[Records excerpted from a collection]
^^^^^^^^^^^^^^^^

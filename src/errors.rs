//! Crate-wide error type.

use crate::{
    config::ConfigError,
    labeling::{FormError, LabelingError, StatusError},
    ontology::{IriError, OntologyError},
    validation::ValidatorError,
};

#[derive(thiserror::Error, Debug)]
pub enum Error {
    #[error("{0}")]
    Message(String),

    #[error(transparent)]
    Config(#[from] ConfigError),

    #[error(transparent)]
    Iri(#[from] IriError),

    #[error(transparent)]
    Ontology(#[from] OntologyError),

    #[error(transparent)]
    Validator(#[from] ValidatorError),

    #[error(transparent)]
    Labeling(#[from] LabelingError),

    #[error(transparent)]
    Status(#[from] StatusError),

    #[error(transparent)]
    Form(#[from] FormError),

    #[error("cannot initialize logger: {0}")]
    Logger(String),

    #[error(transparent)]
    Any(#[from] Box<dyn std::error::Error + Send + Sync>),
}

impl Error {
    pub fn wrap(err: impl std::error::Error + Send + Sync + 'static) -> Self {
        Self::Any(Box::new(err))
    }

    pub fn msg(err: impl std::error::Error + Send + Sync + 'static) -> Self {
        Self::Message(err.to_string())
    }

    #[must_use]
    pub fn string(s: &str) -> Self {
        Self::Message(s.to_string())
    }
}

^^^^^^^^^^^^^^^^

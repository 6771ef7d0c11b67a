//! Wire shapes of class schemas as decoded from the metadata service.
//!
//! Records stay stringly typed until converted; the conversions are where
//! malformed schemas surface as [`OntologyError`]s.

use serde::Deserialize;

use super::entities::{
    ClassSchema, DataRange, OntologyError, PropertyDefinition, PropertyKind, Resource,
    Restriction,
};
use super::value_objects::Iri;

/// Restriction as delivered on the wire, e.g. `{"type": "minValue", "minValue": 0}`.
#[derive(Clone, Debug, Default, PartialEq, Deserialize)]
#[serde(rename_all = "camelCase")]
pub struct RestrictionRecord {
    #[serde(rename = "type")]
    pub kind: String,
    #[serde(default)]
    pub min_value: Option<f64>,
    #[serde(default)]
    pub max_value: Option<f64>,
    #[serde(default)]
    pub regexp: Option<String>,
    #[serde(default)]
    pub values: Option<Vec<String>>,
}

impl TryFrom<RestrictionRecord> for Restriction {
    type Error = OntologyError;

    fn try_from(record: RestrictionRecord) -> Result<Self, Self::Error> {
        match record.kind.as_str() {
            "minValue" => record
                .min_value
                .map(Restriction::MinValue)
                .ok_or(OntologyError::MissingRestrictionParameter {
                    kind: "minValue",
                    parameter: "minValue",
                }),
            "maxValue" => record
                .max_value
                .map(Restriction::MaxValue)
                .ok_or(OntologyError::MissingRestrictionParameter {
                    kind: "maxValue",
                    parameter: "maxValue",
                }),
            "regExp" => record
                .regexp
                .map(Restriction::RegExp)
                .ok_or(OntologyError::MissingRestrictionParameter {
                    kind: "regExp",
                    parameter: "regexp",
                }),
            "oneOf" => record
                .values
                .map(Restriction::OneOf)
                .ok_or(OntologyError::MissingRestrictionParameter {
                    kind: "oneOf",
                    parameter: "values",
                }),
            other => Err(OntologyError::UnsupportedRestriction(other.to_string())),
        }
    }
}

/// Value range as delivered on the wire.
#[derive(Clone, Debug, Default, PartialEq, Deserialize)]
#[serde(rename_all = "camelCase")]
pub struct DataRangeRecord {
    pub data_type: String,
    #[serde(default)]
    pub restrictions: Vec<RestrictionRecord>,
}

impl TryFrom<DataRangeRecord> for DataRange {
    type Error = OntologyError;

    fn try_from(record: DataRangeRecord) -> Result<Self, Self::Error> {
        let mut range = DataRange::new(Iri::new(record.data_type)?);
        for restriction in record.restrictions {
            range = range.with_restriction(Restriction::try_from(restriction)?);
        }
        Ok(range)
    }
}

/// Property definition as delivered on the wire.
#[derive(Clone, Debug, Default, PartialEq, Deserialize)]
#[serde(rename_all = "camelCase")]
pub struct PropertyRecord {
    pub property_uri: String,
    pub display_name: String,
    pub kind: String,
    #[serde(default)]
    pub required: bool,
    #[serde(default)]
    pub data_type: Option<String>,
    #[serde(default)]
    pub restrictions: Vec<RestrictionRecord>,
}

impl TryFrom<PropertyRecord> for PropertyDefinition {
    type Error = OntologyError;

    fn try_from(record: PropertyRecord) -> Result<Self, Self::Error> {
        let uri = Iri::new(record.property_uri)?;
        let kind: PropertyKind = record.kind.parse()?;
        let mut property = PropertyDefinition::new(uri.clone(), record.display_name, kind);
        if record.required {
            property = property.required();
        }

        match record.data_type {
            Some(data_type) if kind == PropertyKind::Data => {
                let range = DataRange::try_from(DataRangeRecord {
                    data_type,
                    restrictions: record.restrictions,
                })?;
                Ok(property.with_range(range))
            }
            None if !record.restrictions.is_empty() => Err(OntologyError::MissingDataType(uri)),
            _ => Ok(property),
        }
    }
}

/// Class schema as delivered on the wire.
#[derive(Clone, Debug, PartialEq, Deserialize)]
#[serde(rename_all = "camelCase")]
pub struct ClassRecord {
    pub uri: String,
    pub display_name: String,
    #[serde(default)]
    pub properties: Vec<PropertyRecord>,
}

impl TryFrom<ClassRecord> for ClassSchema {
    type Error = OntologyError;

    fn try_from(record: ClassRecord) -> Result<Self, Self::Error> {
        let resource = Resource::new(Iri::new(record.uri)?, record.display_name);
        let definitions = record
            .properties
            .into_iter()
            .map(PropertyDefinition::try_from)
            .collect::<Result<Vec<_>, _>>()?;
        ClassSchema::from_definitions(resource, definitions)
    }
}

^^^^^^^^^^^^^^^^

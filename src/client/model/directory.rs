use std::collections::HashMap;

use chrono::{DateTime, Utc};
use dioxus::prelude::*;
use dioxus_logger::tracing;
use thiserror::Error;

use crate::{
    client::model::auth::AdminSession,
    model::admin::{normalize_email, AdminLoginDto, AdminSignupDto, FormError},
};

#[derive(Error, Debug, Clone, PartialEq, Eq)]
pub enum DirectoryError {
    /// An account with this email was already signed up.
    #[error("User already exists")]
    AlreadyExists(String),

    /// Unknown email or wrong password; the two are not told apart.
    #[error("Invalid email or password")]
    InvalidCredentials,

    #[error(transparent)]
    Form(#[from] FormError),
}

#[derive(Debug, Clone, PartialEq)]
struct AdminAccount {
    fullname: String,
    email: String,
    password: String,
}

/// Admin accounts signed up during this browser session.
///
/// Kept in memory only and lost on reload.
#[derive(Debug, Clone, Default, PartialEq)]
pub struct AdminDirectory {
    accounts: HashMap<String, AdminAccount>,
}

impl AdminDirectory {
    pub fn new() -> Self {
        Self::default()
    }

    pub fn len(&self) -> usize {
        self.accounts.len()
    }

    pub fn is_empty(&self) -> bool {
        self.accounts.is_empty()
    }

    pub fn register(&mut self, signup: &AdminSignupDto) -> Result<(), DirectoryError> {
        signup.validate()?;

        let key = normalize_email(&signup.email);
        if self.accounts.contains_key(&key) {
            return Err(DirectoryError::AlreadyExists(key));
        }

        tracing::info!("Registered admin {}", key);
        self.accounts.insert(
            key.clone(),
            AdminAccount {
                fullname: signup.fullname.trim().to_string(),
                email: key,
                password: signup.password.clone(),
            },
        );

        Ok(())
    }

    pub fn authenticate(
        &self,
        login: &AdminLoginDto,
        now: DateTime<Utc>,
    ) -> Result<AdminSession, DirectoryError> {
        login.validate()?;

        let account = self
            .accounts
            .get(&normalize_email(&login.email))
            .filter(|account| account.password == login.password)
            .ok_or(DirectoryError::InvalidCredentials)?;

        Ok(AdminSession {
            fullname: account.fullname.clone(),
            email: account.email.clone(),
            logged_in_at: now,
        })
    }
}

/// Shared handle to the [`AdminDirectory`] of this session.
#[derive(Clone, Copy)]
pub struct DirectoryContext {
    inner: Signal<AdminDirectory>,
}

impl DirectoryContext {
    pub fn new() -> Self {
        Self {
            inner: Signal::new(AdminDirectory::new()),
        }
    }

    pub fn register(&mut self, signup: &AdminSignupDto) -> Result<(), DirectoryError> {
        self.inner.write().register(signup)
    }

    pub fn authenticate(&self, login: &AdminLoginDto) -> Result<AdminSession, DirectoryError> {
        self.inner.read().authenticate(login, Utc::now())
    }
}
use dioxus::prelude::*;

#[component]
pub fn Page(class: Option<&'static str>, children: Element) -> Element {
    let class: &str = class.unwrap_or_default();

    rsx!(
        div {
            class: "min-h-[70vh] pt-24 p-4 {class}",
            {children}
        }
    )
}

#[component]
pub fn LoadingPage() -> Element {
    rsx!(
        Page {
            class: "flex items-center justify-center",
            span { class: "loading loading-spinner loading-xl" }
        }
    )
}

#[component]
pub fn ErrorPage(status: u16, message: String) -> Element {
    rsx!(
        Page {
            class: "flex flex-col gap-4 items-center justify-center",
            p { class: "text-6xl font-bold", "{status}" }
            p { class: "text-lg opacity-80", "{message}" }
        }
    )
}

^^^^^^^^^^^^^^^^

▶ **TASK INSTRUCTIONS**
Reply with nothing but a number: how many lines of the entries above contain the string "required"?

▶ **SOLUTION BELOW**
3